## [Task]
Find the line containing "pub struct CreateRequest" in the records below. Copy exactly that line and each one after it, ending at the line containing "pub struct StatusResponse", and nothing more.
(Extracted data Opens)
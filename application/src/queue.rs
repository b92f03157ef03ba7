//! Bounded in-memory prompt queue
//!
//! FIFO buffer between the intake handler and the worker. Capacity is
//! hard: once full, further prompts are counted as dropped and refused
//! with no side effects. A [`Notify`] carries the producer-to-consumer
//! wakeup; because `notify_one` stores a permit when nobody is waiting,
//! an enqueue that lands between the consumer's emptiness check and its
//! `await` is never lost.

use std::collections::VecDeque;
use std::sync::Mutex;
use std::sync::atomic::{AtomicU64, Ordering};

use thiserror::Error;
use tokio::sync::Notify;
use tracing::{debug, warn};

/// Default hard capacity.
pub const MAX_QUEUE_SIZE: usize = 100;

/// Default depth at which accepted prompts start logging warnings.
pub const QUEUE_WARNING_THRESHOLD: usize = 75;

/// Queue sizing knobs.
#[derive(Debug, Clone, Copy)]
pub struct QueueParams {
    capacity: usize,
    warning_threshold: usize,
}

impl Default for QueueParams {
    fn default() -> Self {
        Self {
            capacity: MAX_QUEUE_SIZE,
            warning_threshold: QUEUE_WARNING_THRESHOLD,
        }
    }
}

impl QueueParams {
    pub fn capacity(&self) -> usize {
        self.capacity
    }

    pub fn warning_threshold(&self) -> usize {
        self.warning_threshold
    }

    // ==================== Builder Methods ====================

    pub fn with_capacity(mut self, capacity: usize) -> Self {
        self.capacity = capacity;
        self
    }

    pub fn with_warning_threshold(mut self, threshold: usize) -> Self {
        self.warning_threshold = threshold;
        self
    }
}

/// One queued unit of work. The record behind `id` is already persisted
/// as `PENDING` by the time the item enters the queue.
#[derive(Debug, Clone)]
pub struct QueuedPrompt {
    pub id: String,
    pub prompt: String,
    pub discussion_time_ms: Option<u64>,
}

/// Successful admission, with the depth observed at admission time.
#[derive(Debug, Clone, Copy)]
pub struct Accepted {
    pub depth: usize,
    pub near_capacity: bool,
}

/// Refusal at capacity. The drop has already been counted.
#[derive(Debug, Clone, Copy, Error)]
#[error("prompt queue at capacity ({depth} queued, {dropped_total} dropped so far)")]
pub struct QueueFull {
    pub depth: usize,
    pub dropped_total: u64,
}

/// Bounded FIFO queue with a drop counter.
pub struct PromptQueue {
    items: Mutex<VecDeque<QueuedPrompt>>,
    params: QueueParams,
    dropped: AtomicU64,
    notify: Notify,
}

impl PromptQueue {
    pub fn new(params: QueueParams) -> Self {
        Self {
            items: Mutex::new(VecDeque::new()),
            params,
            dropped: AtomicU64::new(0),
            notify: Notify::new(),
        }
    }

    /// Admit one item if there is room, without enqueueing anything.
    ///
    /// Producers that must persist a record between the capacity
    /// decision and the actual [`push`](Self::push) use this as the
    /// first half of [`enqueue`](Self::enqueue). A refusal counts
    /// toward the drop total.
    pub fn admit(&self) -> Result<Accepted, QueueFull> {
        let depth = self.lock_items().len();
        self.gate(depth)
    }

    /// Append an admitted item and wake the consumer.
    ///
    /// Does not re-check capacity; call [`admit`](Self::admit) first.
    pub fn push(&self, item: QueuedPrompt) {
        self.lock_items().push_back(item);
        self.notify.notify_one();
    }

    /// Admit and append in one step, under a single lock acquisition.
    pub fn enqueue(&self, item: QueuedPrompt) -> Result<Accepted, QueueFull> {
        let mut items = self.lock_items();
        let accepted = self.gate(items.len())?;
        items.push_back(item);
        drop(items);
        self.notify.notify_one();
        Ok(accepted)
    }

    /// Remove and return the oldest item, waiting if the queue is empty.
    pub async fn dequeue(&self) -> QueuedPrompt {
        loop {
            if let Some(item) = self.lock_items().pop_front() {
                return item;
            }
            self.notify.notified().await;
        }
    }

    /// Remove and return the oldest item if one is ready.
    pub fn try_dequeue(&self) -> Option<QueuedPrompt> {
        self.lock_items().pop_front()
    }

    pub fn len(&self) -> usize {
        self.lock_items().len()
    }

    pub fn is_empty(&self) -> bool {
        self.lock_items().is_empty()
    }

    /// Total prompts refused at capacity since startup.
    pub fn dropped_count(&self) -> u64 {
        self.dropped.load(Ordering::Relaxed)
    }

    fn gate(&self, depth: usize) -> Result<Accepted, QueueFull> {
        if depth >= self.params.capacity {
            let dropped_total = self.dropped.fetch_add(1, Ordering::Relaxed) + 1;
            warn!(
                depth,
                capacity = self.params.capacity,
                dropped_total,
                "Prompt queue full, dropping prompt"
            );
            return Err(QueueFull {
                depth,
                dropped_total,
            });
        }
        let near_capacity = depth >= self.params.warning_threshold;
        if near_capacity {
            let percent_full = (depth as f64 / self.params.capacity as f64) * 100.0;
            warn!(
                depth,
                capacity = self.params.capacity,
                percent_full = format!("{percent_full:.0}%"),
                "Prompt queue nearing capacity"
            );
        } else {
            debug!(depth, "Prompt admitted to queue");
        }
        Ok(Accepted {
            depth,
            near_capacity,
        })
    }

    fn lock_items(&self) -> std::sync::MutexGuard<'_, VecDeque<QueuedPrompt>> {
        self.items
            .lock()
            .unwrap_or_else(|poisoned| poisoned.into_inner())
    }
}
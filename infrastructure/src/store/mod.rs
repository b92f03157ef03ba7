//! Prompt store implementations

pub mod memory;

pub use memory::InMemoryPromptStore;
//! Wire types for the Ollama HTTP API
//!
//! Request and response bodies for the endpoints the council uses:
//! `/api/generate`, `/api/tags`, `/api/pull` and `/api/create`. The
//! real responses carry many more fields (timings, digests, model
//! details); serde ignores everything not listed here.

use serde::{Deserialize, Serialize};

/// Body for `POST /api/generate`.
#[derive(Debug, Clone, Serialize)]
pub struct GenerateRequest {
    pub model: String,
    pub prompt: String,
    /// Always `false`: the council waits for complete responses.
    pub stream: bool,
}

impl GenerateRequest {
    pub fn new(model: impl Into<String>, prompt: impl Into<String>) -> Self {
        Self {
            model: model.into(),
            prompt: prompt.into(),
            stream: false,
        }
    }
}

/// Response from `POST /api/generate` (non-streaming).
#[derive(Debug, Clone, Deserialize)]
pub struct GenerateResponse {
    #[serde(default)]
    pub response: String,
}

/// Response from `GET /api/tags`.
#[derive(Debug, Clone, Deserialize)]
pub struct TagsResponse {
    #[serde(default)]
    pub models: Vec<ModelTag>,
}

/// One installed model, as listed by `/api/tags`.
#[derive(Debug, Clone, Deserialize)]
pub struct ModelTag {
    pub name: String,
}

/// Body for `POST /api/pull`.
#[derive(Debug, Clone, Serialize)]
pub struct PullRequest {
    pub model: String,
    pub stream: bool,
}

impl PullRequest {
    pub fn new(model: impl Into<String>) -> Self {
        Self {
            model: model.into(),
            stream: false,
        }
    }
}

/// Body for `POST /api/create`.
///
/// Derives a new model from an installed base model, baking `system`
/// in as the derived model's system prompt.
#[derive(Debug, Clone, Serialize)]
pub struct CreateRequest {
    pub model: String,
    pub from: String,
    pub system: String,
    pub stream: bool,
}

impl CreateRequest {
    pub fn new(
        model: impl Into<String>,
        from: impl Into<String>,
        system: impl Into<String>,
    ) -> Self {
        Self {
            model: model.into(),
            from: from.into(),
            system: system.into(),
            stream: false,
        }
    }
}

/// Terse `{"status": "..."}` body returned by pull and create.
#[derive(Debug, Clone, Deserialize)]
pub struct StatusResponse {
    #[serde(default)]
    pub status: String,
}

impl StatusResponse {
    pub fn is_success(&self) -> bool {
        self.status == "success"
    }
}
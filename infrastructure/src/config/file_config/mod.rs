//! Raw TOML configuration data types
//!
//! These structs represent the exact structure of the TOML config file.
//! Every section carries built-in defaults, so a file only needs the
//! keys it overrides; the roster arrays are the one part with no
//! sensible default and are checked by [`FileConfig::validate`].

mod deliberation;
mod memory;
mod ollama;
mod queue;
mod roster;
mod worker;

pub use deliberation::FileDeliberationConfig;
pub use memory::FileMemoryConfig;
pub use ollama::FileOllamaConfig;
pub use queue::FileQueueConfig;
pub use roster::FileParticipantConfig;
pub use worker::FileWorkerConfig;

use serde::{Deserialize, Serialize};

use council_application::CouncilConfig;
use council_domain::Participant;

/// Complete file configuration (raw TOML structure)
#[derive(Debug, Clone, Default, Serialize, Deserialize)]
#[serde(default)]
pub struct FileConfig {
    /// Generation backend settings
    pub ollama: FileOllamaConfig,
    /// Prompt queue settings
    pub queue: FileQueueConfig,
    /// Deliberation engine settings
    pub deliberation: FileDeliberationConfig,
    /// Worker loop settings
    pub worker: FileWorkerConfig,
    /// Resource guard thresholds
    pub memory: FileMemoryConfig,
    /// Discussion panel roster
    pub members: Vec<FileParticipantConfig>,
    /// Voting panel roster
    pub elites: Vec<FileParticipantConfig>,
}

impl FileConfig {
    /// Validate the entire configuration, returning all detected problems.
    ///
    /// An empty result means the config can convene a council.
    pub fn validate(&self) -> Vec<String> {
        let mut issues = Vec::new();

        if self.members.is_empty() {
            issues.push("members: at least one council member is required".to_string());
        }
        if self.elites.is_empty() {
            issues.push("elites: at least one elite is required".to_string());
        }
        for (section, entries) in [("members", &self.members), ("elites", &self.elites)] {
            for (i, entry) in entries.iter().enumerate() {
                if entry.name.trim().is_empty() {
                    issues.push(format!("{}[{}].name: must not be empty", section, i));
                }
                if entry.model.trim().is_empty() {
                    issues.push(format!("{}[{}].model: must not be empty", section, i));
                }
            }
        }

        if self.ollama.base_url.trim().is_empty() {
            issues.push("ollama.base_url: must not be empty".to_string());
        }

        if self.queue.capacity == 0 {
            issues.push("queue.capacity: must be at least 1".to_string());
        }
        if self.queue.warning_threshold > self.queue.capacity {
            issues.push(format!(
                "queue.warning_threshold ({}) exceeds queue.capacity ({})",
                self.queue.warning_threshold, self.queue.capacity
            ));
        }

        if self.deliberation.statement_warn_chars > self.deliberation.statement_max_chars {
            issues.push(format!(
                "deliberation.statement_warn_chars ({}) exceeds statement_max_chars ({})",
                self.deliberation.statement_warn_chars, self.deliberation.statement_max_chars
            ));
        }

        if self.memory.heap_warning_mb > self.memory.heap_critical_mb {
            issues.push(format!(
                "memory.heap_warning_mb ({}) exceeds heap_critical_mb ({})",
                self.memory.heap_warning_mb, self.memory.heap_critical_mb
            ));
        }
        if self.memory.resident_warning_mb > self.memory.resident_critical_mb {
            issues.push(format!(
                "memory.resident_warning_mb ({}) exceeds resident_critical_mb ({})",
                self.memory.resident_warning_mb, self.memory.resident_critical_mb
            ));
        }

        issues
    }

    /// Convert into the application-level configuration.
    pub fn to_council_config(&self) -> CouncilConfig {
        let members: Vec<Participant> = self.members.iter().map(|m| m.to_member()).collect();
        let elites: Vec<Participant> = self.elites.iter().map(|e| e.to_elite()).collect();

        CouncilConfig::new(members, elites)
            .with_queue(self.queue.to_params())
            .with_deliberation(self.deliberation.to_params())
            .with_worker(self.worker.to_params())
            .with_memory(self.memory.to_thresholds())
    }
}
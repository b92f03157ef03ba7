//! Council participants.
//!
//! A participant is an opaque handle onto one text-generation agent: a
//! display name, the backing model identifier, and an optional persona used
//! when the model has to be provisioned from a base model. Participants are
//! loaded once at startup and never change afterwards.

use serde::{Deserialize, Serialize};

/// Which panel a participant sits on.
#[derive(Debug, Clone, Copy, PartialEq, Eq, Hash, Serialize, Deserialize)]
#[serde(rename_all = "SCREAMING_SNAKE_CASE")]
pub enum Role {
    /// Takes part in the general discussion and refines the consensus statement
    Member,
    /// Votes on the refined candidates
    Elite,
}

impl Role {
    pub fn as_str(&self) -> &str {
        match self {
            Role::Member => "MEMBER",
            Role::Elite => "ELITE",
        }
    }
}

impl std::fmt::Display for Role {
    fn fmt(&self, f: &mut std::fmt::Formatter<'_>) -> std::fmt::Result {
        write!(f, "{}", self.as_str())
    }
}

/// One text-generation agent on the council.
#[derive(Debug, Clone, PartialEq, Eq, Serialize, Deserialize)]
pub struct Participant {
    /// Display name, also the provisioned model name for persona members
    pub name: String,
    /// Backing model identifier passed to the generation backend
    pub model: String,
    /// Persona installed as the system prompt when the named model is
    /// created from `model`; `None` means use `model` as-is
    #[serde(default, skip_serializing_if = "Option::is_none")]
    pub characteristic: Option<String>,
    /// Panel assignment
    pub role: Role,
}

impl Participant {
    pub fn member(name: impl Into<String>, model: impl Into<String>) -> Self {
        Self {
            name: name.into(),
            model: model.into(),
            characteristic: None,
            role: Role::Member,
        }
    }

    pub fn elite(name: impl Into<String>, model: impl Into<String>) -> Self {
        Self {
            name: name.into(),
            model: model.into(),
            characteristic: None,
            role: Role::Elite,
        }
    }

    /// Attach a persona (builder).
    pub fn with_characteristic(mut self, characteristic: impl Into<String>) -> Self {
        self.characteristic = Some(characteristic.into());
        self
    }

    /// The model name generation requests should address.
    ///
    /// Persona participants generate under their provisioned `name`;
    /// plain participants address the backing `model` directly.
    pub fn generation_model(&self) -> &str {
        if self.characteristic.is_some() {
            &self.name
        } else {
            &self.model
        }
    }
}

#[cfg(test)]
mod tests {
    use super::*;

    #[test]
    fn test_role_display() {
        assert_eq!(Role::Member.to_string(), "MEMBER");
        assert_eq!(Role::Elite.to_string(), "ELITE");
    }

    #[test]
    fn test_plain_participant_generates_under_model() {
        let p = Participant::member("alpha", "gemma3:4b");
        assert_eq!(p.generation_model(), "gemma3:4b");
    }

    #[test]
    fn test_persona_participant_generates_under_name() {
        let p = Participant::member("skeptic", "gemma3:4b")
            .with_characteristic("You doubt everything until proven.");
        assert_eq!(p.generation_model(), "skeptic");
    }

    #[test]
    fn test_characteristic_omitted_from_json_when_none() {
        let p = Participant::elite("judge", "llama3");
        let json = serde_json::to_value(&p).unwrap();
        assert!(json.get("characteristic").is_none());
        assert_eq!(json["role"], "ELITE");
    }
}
(Extracted data Closes)
## [Answer section]
pub struct CreateRequest {
    pub model: String,
    pub from: String,
    pub system: String,
    pub stream: bool,
}

impl CreateRequest {
    pub fn new(
        model: impl Into<String>,
        from: impl Into<String>,
        system: impl Into<String>,
    ) -> Self {
        Self {
            model: model.into(),
            from: from.into(),
            system: system.into(),
            stream: false,
        }
    }
}

/// Terse `{"status": "..."}` body returned by pull and create.
#[derive(Debug, Clone, Deserialize)]
pub struct StatusResponse {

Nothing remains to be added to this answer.